Under the UK Worker Registration Scheme nationals from Czech Republic, Estonia, Hungary, Latvia, Lithuania, Poland, Slovakia or Slovenia have to legally work in the UK for 12 months, uninterruptly, to get a registration certificate confirming their right to work and live here. Then, they qualify for Housing Benefit, Council Tax Benefit, Crisis Loans, and allocation of social housing.

However, the European Commission considers these rules as “discriminatory” and to “be in breach of transitional arrangements on free movement of workers, as well as the obligation to ensure equal treatment on the basis of nationality.” The UK is allowed, under the transitional arrangements on the free movement of workers “ to restrict the right to reside as workers under certain conditions” but, according to the Commission “they do not allow discrimination when paying benefits.”

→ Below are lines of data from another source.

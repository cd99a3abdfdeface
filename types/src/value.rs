//! Typed answer payloads.
//!
//! An answer holds exactly one of five kinds of value. `AnswerValue` is the
//! tagged union for that; the untyped `{ "type": ..., "value": ... }` shape is
//! `RawAnswer`, and converting between the two is the only place a tag is
//! interpreted. There is no coercion: a numeric tag carrying a JSON string is
//! rejected, not parsed.

use std::fmt;
use std::str::FromStr;

use chrono::NaiveDate;
use rust_decimal::prelude::ToPrimitive;
use rust_decimal::{Decimal, RoundingStrategy};
use serde::{Deserialize, Serialize};
use serde_json::{Map, Number, Value};
use thiserror::Error;

/// One record inside a repeatable answer (a dependent, an expense line).
pub type ListItem = Map<String, Value>;

const DATE_FORMAT: &str = "%Y-%m-%d";

// ── Amount ───────────────────────────────────────────────────

#[derive(Debug, Clone, PartialEq, Eq, Error)]
pub enum AmountError {
    #[error("'{0}' is not a decimal number")]
    Invalid(String),
    #[error("'{0}' is outside the supported range of ±9999999999999.99")]
    Overflow(String),
}

/// Fixed-point money value with two decimal places, stored as cents.
#[derive(Debug, Clone, Copy, PartialEq, Eq, Hash, PartialOrd, Ord, Default)]
pub struct Amount(i64);

impl Amount {
    /// Largest representable magnitude, in cents. Kept below 2^53 so every
    /// amount has an exact JSON number rendering.
    pub const MAX_ABS_CENTS: i64 = 999_999_999_999_999;

    pub fn from_cents(cents: i64) -> Result<Self, AmountError> {
        if cents.unsigned_abs() > Self::MAX_ABS_CENTS.unsigned_abs() {
            return Err(AmountError::Overflow(cents.to_string()));
        }
        Ok(Self(cents))
    }

    /// Round to cents, half away from zero, and range-check.
    pub fn from_decimal(value: Decimal) -> Result<Self, AmountError> {
        let overflow = || AmountError::Overflow(value.to_string());
        let mut rounded = value.round_dp_with_strategy(2, RoundingStrategy::MidpointAwayFromZero);
        if rounded.abs() > Decimal::new(Self::MAX_ABS_CENTS, 2) {
            return Err(overflow());
        }
        rounded.rescale(2);
        let cents = i64::try_from(rounded.mantissa()).map_err(|_err| overflow())?;
        Self::from_cents(cents)
    }

    #[must_use]
    pub const fn cents(self) -> i64 {
        self.0
    }

    #[must_use]
    pub fn to_decimal(self) -> Decimal {
        Decimal::new(self.0, 2)
    }

    fn to_json(self) -> Value {
        if self.0 % 100 == 0 {
            return Value::from(self.0 / 100);
        }
        self.to_decimal()
            .to_f64()
            .and_then(Number::from_f64)
            .map_or(Value::Null, Value::Number)
    }
}

fn parse_error(raw: &str, err: &rust_decimal::Error) -> AmountError {
    match err {
        rust_decimal::Error::ExceedsMaximumPossibleValue
        | rust_decimal::Error::LessThanMinimumPossibleValue => AmountError::Overflow(raw.to_owned()),
        _ => AmountError::Invalid(raw.to_owned()),
    }
}

impl FromStr for Amount {
    type Err = AmountError;

    /// Parses `123`, `-45.6`, `0.07`, `1.5e3`. More than two fractional digits
    /// round half away from zero.
    fn from_str(s: &str) -> Result<Self, Self::Err> {
        let trimmed = s.trim();
        if trimmed.contains('_') {
            return Err(AmountError::Invalid(trimmed.to_owned()));
        }
        let parsed = if trimmed.contains(['e', 'E']) {
            Decimal::from_scientific(trimmed)
        } else {
            Decimal::from_str(trimmed)
        };
        let value = parsed.map_err(|err| parse_error(trimmed, &err))?;
        Self::from_decimal(value).map_err(|_err| AmountError::Overflow(trimmed.to_owned()))
    }
}

impl fmt::Display for Amount {
    fn fmt(&self, f: &mut fmt::Formatter<'_>) -> fmt::Result {
        write!(f, "{}", self.to_decimal())
    }
}

// ── Kinds ────────────────────────────────────────────────────

#[derive(Debug, Clone, Copy, PartialEq, Eq, Hash, Serialize, Deserialize)]
#[serde(rename_all = "snake_case")]
pub enum ValueKind {
    Boolean,
    Text,
    Numeric,
    Date,
    List,
}

impl ValueKind {
    #[must_use]
    pub const fn as_str(self) -> &'static str {
        match self {
            Self::Boolean => "boolean",
            Self::Text => "text",
            Self::Numeric => "numeric",
            Self::Date => "date",
            Self::List => "list",
        }
    }

    #[must_use]
    pub const fn all() -> &'static [ValueKind] {
        &[
            Self::Boolean,
            Self::Text,
            Self::Numeric,
            Self::Date,
            Self::List,
        ]
    }
}

impl FromStr for ValueKind {
    type Err = ValueError;

    fn from_str(s: &str) -> Result<Self, Self::Err> {
        Self::all()
            .iter()
            .copied()
            .find(|kind| kind.as_str() == s)
            .ok_or_else(|| ValueError::UnsupportedType { tag: s.to_owned() })
    }
}

impl fmt::Display for ValueKind {
    fn fmt(&self, f: &mut fmt::Formatter<'_>) -> fmt::Result {
        f.write_str(self.as_str())
    }
}

#[derive(Debug, Clone, PartialEq, Eq, Error)]
pub enum ValueError {
    #[error("unsupported value type '{tag}'; expected one of boolean, text, numeric, date, list")]
    UnsupportedType { tag: String },
    #[error("a {kind} value cannot hold a JSON {found}")]
    PayloadMismatch { kind: ValueKind, found: &'static str },
    #[error("list item {index} must be a JSON object")]
    ListItemNotObject { index: usize },
    #[error("invalid numeric value: {0}")]
    Amount(#[from] AmountError),
    #[error("invalid date '{0}'; expected YYYY-MM-DD")]
    InvalidDate(String),
}

impl ValueError {
    /// Tag or payload shape is outside the five supported kinds, as opposed to
    /// a well-typed payload with an out-of-range value.
    #[must_use]
    pub const fn is_unsupported_type(&self) -> bool {
        matches!(
            self,
            Self::UnsupportedType { .. }
                | Self::PayloadMismatch { .. }
                | Self::ListItemNotObject { .. }
        )
    }
}

fn json_type_name(value: &Value) -> &'static str {
    match value {
        Value::Null => "null",
        Value::Bool(_) => "boolean",
        Value::Number(_) => "number",
        Value::String(_) => "string",
        Value::Array(_) => "array",
        Value::Object(_) => "object",
    }
}

// ── AnswerValue ──────────────────────────────────────────────

#[derive(Debug, Clone, PartialEq, Eq, Serialize, Deserialize)]
#[serde(try_from = "RawAnswer", into = "RawAnswer")]
pub enum AnswerValue {
    Boolean(bool),
    Text(String),
    Numeric(Amount),
    Date(NaiveDate),
    List(Vec<ListItem>),
}

impl AnswerValue {
    #[must_use]
    pub const fn kind(&self) -> ValueKind {
        match self {
            Self::Boolean(_) => ValueKind::Boolean,
            Self::Text(_) => ValueKind::Text,
            Self::Numeric(_) => ValueKind::Numeric,
            Self::Date(_) => ValueKind::Date,
            Self::List(_) => ValueKind::List,
        }
    }

    pub fn text(value: impl Into<String>) -> Self {
        Self::Text(value.into())
    }

    pub fn numeric(literal: &str) -> Result<Self, AmountError> {
        literal.parse().map(Self::Numeric)
    }

    pub fn date(literal: &str) -> Result<Self, ValueError> {
        NaiveDate::parse_from_str(literal, DATE_FORMAT)
            .map(Self::Date)
            .map_err(|_err| ValueError::InvalidDate(literal.to_owned()))
    }

    /// Builds a list value from JSON items, each of which must be an object.
    pub fn list(items: Vec<Value>) -> Result<Self, ValueError> {
        items
            .into_iter()
            .enumerate()
            .map(|(index, item)| match item {
                Value::Object(map) => Ok(map),
                _ => Err(ValueError::ListItemNotObject { index }),
            })
            .collect::<Result<Vec<_>, _>>()
            .map(Self::List)
    }

    #[must_use]
    pub fn as_list(&self) -> Option<&[ListItem]> {
        match self {
            Self::List(items) => Some(items),
            _ => None,
        }
    }

    /// The bare JSON payload, without the tag.
    #[must_use]
    pub fn to_json(&self) -> Value {
        match self {
            Self::Boolean(b) => Value::Bool(*b),
            Self::Text(text) => Value::String(text.clone()),
            Self::Numeric(amount) => amount.to_json(),
            Self::Date(date) => Value::String(date.format(DATE_FORMAT).to_string()),
            Self::List(items) => Value::Array(items.iter().cloned().map(Value::Object).collect()),
        }
    }

    /// Interprets an untagged JSON payload under an explicit kind.
    pub fn from_json(kind: ValueKind, value: Value) -> Result<Self, ValueError> {
        let mismatch = |value: &Value| ValueError::PayloadMismatch {
            kind,
            found: json_type_name(value),
        };
        match (kind, value) {
            (ValueKind::Boolean, Value::Bool(b)) => Ok(Self::Boolean(b)),
            (ValueKind::Text, Value::String(text)) => Ok(Self::Text(text)),
            (ValueKind::Numeric, Value::Number(number)) => {
                Ok(Self::Numeric(number.to_string().parse()?))
            }
            (ValueKind::Date, Value::String(raw)) => Self::date(&raw),
            (ValueKind::List, Value::Array(items)) => Self::list(items),
            (_, other) => Err(mismatch(&other)),
        }
    }
}

impl fmt::Display for AnswerValue {
    fn fmt(&self, f: &mut fmt::Formatter<'_>) -> fmt::Result {
        match self {
            Self::Boolean(b) => write!(f, "{b}"),
            Self::Text(text) => f.write_str(text),
            Self::Numeric(amount) => write!(f, "{amount}"),
            Self::Date(date) => write!(f, "{}", date.format(DATE_FORMAT)),
            Self::List(items) => write!(f, "[{} item(s)]", items.len()),
        }
    }
}

/// Untyped answer as it arrives from a caller: a tag plus a JSON payload.
#[derive(Debug, Clone, PartialEq, Serialize, Deserialize)]
pub struct RawAnswer {
    #[serde(rename = "type")]
    pub kind: String,
    pub value: Value,
}

impl RawAnswer {
    pub fn new(kind: impl Into<String>, value: Value) -> Self {
        Self {
            kind: kind.into(),
            value,
        }
    }
}

impl TryFrom<RawAnswer> for AnswerValue {
    type Error = ValueError;

    fn try_from(raw: RawAnswer) -> Result<Self, Self::Error> {
        let kind: ValueKind = raw.kind.parse()?;
        Self::from_json(kind, raw.value)
    }
}

impl From<AnswerValue> for RawAnswer {
    fn from(value: AnswerValue) -> Self {
        Self {
            kind: value.kind().as_str().to_owned(),
            value: value.to_json(),
        }
    }
}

Today, the Commission sent a "reasoned opinion", the second stage of the infringement procedure, requesting the UK “to end discriminatory conditions on the right to reside as a worker which exclude from certain social benefits nationals from eight of the ten Member States (Czech Republic, Hungary, Slovakia, Slovenia, Latvia, Lithuania, Estonia, Poland) that joined the EU in 2004.” Consequently, the UK has two months to amend its legislation, complying with the Commission demands, otherwise the Commission may refer the issue to the ECJ.